Alternating hemiplegia of childhood (AHC) is a rare autosomal dominant neurodevelopmental disorder with mutation on gene. Delay in diagnosis and inappropriate diagnosis are common. In this article, we described four genetically confirmed AHC patients to provide an improved understanding of the disorder. First symptom in two patients was seizures and in other two patients was abnormal eye deviation. All had onset of plegic attacks within the first 18 months of their life. Tone abnormalities and movement disorders were present in all patients. Electroencephalogram was abnormal in two patients and all had normal magnetic resonance imaging of the brain. Response to treatment of plegic attacks was poor and also epilepsy was drug resistant. All cases had significant development delay and disability as of last follow-up. Although there is no effective treatment so far, early diagnosis is required to avoid unnecessary treatment.
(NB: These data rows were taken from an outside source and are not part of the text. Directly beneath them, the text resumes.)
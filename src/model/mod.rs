//! Model layer - centralized state management
//!
//! This module contains all state-related types:
//! - `Row`, `Column`, `Pagination` - Data shown by the windowed table
//! - `SlotFillingRule`, `RulePatch` - Slot-filling rules and their edits
//! - `DomainState` - Data owned by the application shell
//! - `ModalStack` - Modal overlay management

pub mod column;
pub mod domain;
pub mod modal;
pub mod options;
pub mod pagination;
pub mod row;
pub mod slot;
pub mod slot_filling;
pub mod ui;

// Re-export commonly used types
pub use column::{Column, ColumnError, Columns};
pub use domain::{DomainState, Project};
pub use options::SelectOption;
pub use pagination::Pagination;
pub use row::Row;
pub use slot::{Slot, SlotType, ValueEditor};
pub use slot_filling::{
    IntentCondition, IntentFilter, LiteralValue, RulePatch, SlotFillingRule, SourceType,
    ValueSource,
};
pub use ui::Pane;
儿童交替性偏瘫(AHC)是一种罕见的常染色体显性神经发育障碍,由基因突变引起。诊断延迟和诊断不当很常见。在本文中,我们描述了4例经基因确诊的AHC患者,以增进对该疾病的了解。2例患者的首发症状为癫痫发作,另外2例患者的首发症状为异常眼偏斜。所有患者均在出生后的前18个月内出现偏瘫发作。所有患者均存在肌张力异常和运动障碍。2例患者脑电图异常,所有患者脑部磁共振成像均正常。偏瘫发作的治疗反应不佳,癫痫也耐药。截至最后一次随访,所有病例均有明显的发育迟缓及残疾。虽然目前尚无有效治疗方法,但仍需要早期诊断以避免不必要的治疗。